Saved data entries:
****************
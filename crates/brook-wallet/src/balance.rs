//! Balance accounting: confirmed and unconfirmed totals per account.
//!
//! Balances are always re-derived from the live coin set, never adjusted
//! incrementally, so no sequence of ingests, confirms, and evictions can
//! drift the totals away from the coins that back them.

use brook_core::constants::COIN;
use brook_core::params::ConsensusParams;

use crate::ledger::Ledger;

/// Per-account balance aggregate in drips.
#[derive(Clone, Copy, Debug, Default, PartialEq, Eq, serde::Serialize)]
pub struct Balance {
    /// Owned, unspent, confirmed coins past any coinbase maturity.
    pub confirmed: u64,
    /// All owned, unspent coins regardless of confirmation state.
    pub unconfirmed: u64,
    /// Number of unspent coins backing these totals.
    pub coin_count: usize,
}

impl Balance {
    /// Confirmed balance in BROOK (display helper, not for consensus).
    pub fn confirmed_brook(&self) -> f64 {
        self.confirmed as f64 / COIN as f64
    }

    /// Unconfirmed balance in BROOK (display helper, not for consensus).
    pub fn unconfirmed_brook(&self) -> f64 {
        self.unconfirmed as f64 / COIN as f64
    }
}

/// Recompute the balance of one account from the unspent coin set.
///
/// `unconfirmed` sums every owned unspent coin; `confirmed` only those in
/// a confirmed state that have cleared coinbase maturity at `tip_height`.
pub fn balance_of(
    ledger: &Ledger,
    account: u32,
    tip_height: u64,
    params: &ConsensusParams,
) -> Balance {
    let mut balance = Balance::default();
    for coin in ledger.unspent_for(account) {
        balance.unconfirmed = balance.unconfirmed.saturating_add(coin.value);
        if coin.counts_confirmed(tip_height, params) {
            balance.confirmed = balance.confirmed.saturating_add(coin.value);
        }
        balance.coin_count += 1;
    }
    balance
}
****************
Copy nothing except the lines from the one with "if coin.counts_confirmed(tip_height, params)" through the end of the records; keep each exactly as it appears, first and last included.

        if coin.counts_confirmed(tip_height, params) {
            balance.confirmed = balance.confirmed.saturating_add(coin.value);
        }
        balance.coin_count += 1;
    }
    balance
}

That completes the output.